La malattia psichica latente non potrà essere valutata come una concausa del demansionamento, a dirlo la Cassazione. La sentenza 10138/18 chiarisce un particolare aspetto attinente alla tematica del demansionamento, quello riguardante le propensioni alle malattie psichiche in soggetti che subiscono fenomeni persecutori. Ci siamo spesso occupati di casi di lavoratori che nella sanità subivano comportamenti atti ad integrare demansionamento; nel presente articolo si evidenziano aspetti riguardanti un lavoratore pubblico che, per le particolarità del caso, possono essere utili a valutare situazioni simili che si verifichino nelle nostre corsie di ospedale.

Nel caso in esame la pronuncia ha avuto come oggetto il caso di un lavoratore al quale, sia in primo grado che in appello, è stato riconosciuto il demansionamento, avverso queste pronunce L’Inps faceva ricorso in Cassazione. Gli Ermellini investiti del procedimento hanno riconosciuto in capo al lavoratore il diritto al risarcimento del danno e il danno biologico derivante dal comportamento del datore di lavoro sul presupposto che la predisposizione personale alla malattia psichica non possa essere concausa del demansionamento.

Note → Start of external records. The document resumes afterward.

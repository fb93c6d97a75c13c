//! Mapping between filesystem paths and archive entry names.
//!
//! Entry names are always forward-slash separated. When a path is turned into
//! a name, separators are unified and one leading `./`, `//` or drive prefix
//! (`C:/`) is dropped, so an archive built on one machine extracts sensibly on
//! another. When a name is turned back into a path it is joined under the
//! destination root component by component, and anything that could climb out
//! of the root is refused.

use std::path::{Component, Path, PathBuf};

use crate::error::{Error, Result};

/// Normalize a filesystem path string into an archive entry name.
///
/// Backslashes become forward slashes. Then a leading `//` or `./` is removed,
/// or, failing that, a drive prefix such as `C:/` is removed. Anything else is
/// returned unchanged. Only one prefix is removed.
///
/// ```
/// use rezip::normalize_entry_name;
///
/// assert_eq!(normalize_entry_name("./a/b.txt"), "a/b.txt");
/// assert_eq!(normalize_entry_name("C:\\a\\b.txt"), "a/b.txt");
/// assert_eq!(normalize_entry_name("a/b.txt"), "a/b.txt");
/// ```
pub fn normalize_entry_name(path: &str) -> String {
    let path = path.replace('\\', "/");

    if path.starts_with("//") || path.starts_with("./") {
        return path[2..].to_string();
    }

    // `get` returns None for short strings and for non-ASCII leading chars
    if path.get(1..3) == Some(":/") {
        return path[3..].to_string();
    }

    path
}

/// Entry name for a regular file at `path`.
pub(crate) fn file_entry_name(path: &Path) -> String {
    normalize_entry_name(&path.to_string_lossy())
}

/// Entry name for a directory at `path`, with the trailing `/`.
///
/// Returns `None` when nothing is left after normalization (e.g. `.` or `./`).
pub(crate) fn dir_entry_name(path: &Path) -> Option<String> {
    let name = normalize_entry_name(&path.to_string_lossy());
    let name = name.trim_end_matches('/');
    if name.is_empty() || name == "." {
        return None;
    }
    Some(format!("{name}/"))
}

/// Resolve an entry name to a path under `root`.
///
/// Empty and `.` components are dropped, which also makes a leading `/` land
/// under the root. A `..` component, or a component that the platform would
/// read as a root or drive prefix, is rejected.
pub fn entry_output_path(root: &Path, name: &str) -> Result<PathBuf> {
    let mut out = root.to_path_buf();
    for part in name.split('/') {
        if part.is_empty() || part == "." {
            continue;
        }
        let mut components = Path::new(part).components();
        match (components.next(), components.next()) {
            (Some(Component::Normal(c)), None) => out.push(c),
            _ => return Err(Error::UnsafeEntryName(name.to_string())),
        }
    }
    Ok(out)
}

#[cfg(test)]
mod tests {
    use super::*;
    use proptest::prelude::*;

    #[test]
    fn strips_known_prefixes() {
        assert_eq!(normalize_entry_name("./a/b.txt"), "a/b.txt");
        assert_eq!(normalize_entry_name("//a/b.txt"), "a/b.txt");
        assert_eq!(normalize_entry_name("C:/a/b.txt"), "a/b.txt");
        assert_eq!(normalize_entry_name("a\\b.txt"), "a/b.txt");
        assert_eq!(normalize_entry_name("a/b.txt"), "a/b.txt");
    }

    #[test]
    fn backslash_prefixes_are_unified_first() {
        assert_eq!(normalize_entry_name(".\\dir\\f"), "dir/f");
        assert_eq!(normalize_entry_name("\\\\server\\share"), "server/share");
        assert_eq!(normalize_entry_name("D:\\data"), "data");
    }

    #[test]
    fn only_one_prefix_is_removed() {
        assert_eq!(normalize_entry_name("././a"), "./a");
        assert_eq!(normalize_entry_name("/abs/path"), "/abs/path");
    }

    #[test]
    fn short_inputs_do_not_panic() {
        assert_eq!(normalize_entry_name(""), "");
        assert_eq!(normalize_entry_name("."), ".");
        assert_eq!(normalize_entry_name("a"), "a");
        assert_eq!(normalize_entry_name("./"), "");
        assert_eq!(normalize_entry_name("C:"), "C:");
        assert_eq!(normalize_entry_name("é:/x"), "é:/x");
    }

    #[test]
    fn dir_names_get_one_trailing_slash() {
        assert_eq!(dir_entry_name(Path::new("./docs")), Some("docs/".into()));
        assert_eq!(dir_entry_name(Path::new("docs/")), Some("docs/".into()));
        assert_eq!(dir_entry_name(Path::new(".")), None);
        assert_eq!(dir_entry_name(Path::new("./")), None);
    }

    #[test]
    fn output_path_stays_under_root() {
        let root = Path::new("/dest");
        assert_eq!(
            entry_output_path(root, "a/b.txt").unwrap(),
            PathBuf::from("/dest/a/b.txt")
        );
        assert_eq!(
            entry_output_path(root, "/abs/./x/").unwrap(),
            PathBuf::from("/dest/abs/x")
        );
        assert!(matches!(
            entry_output_path(root, "a/../../etc/passwd"),
            Err(Error::UnsafeEntryName(_))
        ));
        assert!(entry_output_path(root, "..").is_err());
    }

    proptest! {
        #[test]
        fn normalize_never_panics_or_leaves_backslashes(s in "\\PC{0,12}") {
            let out = normalize_entry_name(&s);
            prop_assert!(!out.contains('\\'));
            prop_assert!(out.len() <= s.len());
        }
    }
}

In altre parole i giudici, in contrapposizione alle tesi della parte attrice (Inps), hanno evidenziato come l’avvenuta constatazione del c.t.u della naturale propensione alla malattia da parte del lavoratore non possa essere concausa del danno, fondamentale è il ruolo giocato dal datore di lavoro. Tale assunto sul presupposto che proprio il datore con il suo comportamento teso al demansionamento del lavoratore ha contribuito in maniera significativa al verificarsi del danno:

“Non appare tuttavia corretto l’assunto secondo cui la predisposizione
personale sarebbe da intendere quale concausa del manifestarsi del danno, in
quanto nulla autorizza ad affermare che la situazione di latenza della patologia
accertata dal c.t.u. si sarebbe conclamata in danno, senza il ricorrente dei fattori
scatenanti afferenti alla vicenda penalistica e lavorativa apprezzati dal c.t.u. e
puntualmente valorizzati dalla Corte d’Appello.

 

E’ proprio la situazione di precarietà psicologica a cui è stato, suo malgrado, costretto il lavoratore ha definire il tratto di maggiore causalità della vicenda, questo almeno secondo la Cassazione, la quale precisa inoltre che:

“il danno manifestatosi era da riportare non solo alla vicenda penalistica, ma anche al
<vissuto persecutorio> in sede di lavoro.”

Vissuto persecutorio che incide sulla psiche del lavoratore e che diviene ragione del danno. Una disamina questa che nel complesso tratteggia momenti di tutela per il lavoratore ancora maggiormente marcati.

Concludono i giudici della Corte di Cassazione in riferimento a quanto stabilito in secondo grado che:

la Corte, avendo con la sentenza non definitiva già accertato il
comportamento dequalificante, ha ovviamente tratto la conclusione della ricorrenza del nesso concausale, tra le vicende penalistiche/lavoristiche e la
manifestazione del danno, concludendo poi in termini giuridici per la piena
responsabilità datoriale verso il Galleschi, secondo il principio di equivalenza
delle concause.

La Corte di Cassazione ha ritenuto, per le ragioni sopra esposte, di dover rigettare il ricorso dell’Inps, tutelando la posizione del lavoratore demansionato.